**REQUIRED WORK**
Give again the entries below exactly, beginning at the first line and ending at the line with "pub fn new_lazy()".

**ENTRIES SHOWN**
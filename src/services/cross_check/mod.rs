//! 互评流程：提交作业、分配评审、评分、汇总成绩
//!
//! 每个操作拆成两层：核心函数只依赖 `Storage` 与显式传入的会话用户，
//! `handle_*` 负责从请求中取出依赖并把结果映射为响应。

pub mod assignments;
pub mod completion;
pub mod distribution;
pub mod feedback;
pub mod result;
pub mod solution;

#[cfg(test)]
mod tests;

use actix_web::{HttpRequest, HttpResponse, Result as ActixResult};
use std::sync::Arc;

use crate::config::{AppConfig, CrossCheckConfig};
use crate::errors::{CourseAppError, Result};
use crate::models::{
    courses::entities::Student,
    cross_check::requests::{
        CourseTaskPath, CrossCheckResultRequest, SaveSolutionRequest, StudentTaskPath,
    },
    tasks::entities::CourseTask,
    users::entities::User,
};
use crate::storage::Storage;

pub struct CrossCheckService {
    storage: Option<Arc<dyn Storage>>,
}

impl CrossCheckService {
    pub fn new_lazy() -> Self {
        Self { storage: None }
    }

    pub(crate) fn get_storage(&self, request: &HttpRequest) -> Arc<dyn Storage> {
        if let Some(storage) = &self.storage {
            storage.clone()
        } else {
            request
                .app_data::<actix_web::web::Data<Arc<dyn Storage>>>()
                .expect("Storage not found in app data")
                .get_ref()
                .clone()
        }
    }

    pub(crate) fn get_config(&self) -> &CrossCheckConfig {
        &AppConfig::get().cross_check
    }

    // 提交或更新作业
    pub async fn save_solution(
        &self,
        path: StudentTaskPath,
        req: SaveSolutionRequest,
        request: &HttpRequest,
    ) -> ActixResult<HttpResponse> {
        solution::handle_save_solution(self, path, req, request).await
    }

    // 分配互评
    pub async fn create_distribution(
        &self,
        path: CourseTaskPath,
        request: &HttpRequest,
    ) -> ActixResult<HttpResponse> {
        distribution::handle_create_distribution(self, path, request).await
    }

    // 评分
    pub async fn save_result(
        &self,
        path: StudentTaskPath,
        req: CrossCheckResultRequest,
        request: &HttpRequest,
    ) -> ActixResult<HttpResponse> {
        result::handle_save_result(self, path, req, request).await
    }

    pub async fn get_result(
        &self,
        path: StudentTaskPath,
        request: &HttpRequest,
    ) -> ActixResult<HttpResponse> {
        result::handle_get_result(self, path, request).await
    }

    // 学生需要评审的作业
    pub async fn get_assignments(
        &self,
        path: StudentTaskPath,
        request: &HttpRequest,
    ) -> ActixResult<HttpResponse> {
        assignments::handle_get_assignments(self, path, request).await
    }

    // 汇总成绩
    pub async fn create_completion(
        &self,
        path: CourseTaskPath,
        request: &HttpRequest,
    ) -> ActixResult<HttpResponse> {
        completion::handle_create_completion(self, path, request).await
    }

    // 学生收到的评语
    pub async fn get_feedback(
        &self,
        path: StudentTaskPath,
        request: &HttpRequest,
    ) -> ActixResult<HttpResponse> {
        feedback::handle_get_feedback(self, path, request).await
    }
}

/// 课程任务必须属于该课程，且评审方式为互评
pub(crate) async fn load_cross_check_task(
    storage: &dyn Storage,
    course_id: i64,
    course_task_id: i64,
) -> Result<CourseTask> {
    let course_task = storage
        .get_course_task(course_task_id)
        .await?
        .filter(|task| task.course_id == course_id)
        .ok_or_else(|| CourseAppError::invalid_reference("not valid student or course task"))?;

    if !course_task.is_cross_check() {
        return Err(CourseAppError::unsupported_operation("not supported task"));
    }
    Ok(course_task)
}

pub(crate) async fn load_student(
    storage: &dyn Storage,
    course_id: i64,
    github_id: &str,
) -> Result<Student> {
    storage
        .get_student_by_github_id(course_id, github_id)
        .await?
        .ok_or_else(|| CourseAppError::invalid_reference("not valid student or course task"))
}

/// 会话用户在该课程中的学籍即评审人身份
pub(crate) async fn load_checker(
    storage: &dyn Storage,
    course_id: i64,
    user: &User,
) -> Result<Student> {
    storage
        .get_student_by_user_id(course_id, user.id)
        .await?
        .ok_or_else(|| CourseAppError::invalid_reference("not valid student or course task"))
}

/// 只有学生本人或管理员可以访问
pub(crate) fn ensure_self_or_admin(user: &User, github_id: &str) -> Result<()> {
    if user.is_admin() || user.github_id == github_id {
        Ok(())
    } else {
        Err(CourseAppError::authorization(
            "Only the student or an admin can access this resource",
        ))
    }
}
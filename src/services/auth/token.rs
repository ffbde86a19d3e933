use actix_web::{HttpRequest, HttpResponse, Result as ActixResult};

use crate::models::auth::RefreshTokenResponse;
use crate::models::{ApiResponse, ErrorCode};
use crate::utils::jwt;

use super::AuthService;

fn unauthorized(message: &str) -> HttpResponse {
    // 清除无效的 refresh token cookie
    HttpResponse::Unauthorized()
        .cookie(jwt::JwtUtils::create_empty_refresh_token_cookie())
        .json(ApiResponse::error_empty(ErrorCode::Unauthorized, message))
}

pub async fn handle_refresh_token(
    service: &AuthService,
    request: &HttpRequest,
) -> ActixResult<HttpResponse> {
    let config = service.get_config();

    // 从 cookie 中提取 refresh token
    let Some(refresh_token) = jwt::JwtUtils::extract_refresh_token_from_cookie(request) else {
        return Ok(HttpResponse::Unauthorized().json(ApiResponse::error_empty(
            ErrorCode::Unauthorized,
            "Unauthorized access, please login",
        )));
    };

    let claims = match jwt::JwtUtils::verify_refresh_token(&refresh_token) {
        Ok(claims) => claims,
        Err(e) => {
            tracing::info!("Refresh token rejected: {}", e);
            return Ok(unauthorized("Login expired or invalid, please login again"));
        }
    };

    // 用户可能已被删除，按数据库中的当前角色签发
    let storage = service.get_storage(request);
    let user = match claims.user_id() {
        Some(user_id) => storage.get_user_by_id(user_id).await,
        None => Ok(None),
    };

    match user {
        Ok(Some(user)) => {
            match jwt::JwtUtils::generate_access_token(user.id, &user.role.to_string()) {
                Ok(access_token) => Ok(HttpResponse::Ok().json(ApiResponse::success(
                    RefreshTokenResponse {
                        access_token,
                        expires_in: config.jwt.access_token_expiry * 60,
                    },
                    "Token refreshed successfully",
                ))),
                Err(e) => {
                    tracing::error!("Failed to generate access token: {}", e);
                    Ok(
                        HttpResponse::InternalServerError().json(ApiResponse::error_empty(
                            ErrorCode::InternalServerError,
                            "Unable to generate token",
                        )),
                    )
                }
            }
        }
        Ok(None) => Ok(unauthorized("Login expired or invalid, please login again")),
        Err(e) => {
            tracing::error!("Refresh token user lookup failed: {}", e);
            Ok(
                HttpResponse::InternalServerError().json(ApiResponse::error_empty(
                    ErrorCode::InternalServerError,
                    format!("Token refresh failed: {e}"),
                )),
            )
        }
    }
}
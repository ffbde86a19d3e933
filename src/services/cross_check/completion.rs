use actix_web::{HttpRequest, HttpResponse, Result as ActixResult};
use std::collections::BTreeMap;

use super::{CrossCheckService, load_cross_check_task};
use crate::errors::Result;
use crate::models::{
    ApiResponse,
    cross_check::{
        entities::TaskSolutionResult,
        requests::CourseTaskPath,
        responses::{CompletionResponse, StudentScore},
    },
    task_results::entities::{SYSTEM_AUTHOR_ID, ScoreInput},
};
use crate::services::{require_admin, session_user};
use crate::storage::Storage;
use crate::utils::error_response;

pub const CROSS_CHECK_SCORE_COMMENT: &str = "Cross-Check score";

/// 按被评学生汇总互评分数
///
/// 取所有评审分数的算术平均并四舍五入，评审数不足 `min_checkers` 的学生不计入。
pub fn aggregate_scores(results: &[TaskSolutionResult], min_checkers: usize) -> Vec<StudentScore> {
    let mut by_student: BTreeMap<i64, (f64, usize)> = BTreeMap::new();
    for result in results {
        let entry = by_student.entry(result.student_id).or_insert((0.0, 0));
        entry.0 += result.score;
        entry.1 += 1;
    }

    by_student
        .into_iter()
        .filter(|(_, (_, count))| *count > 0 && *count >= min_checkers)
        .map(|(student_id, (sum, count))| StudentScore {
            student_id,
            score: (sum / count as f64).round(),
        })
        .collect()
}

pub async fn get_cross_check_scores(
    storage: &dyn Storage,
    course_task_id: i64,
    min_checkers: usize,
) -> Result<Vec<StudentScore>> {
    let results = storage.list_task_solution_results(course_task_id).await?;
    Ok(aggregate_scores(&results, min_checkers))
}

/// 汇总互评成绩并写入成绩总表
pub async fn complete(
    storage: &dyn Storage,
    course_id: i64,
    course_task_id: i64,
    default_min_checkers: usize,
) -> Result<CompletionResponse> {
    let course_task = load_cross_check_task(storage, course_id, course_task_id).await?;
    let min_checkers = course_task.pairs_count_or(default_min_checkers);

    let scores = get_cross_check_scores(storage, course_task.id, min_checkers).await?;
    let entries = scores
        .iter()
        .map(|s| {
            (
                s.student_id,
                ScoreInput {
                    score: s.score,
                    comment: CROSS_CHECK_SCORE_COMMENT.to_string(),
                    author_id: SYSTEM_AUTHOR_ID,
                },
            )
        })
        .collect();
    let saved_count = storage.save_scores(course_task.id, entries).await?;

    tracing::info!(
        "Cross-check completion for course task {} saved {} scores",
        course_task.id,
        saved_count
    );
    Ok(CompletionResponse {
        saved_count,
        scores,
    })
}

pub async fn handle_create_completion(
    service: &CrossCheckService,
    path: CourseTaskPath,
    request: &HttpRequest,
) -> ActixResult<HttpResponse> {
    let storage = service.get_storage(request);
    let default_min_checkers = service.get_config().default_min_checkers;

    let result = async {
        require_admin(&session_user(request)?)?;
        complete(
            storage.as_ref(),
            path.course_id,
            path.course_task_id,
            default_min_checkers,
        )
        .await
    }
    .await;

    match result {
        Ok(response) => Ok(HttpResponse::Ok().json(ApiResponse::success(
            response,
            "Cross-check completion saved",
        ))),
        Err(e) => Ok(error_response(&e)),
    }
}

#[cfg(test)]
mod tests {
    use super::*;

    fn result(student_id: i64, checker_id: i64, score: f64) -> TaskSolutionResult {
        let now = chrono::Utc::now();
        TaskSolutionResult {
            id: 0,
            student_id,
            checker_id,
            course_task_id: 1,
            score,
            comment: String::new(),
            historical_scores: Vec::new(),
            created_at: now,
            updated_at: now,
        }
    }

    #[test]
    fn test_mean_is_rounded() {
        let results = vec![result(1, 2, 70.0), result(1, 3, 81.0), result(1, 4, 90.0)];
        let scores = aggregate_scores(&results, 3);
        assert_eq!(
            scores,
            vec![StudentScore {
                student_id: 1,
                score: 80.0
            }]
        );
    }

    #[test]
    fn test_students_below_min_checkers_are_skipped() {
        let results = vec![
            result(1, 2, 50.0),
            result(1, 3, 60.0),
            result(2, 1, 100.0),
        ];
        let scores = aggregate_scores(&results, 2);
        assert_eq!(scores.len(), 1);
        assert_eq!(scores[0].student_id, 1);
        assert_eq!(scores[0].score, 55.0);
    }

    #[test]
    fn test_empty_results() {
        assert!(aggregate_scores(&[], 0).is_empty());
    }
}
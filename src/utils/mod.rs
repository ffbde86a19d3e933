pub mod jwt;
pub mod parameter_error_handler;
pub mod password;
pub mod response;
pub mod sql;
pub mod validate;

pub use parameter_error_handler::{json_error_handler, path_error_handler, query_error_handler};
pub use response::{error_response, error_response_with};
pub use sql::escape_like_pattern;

**SOLUTION**
filename src/services/cross_check/mod.rs
//! 互评流程：提交作业、分配评审、评分、汇总成绩
//!
//! 每个操作拆成两层：核心函数只依赖 `Storage` 与显式传入的会话用户，
//! `handle_*` 负责从请求中取出依赖并把结果映射为响应。

pub mod assignments;
pub mod completion;
pub mod distribution;
pub mod feedback;
pub mod result;
pub mod solution;

#[cfg(test)]
mod tests;

use actix_web::{HttpRequest, HttpResponse, Result as ActixResult};
use std::sync::Arc;

use crate::config::{AppConfig, CrossCheckConfig};
use crate::errors::{CourseAppError, Result};
use crate::models::{
    courses::entities::Student,
    cross_check::requests::{
        CourseTaskPath, CrossCheckResultRequest, SaveSolutionRequest, StudentTaskPath,
    },
    tasks::entities::CourseTask,
    users::entities::User,
};
use crate::storage::Storage;

pub struct CrossCheckService {
    storage: Option<Arc<dyn Storage>>,
}

impl CrossCheckService {
    pub fn new_lazy() -> Self {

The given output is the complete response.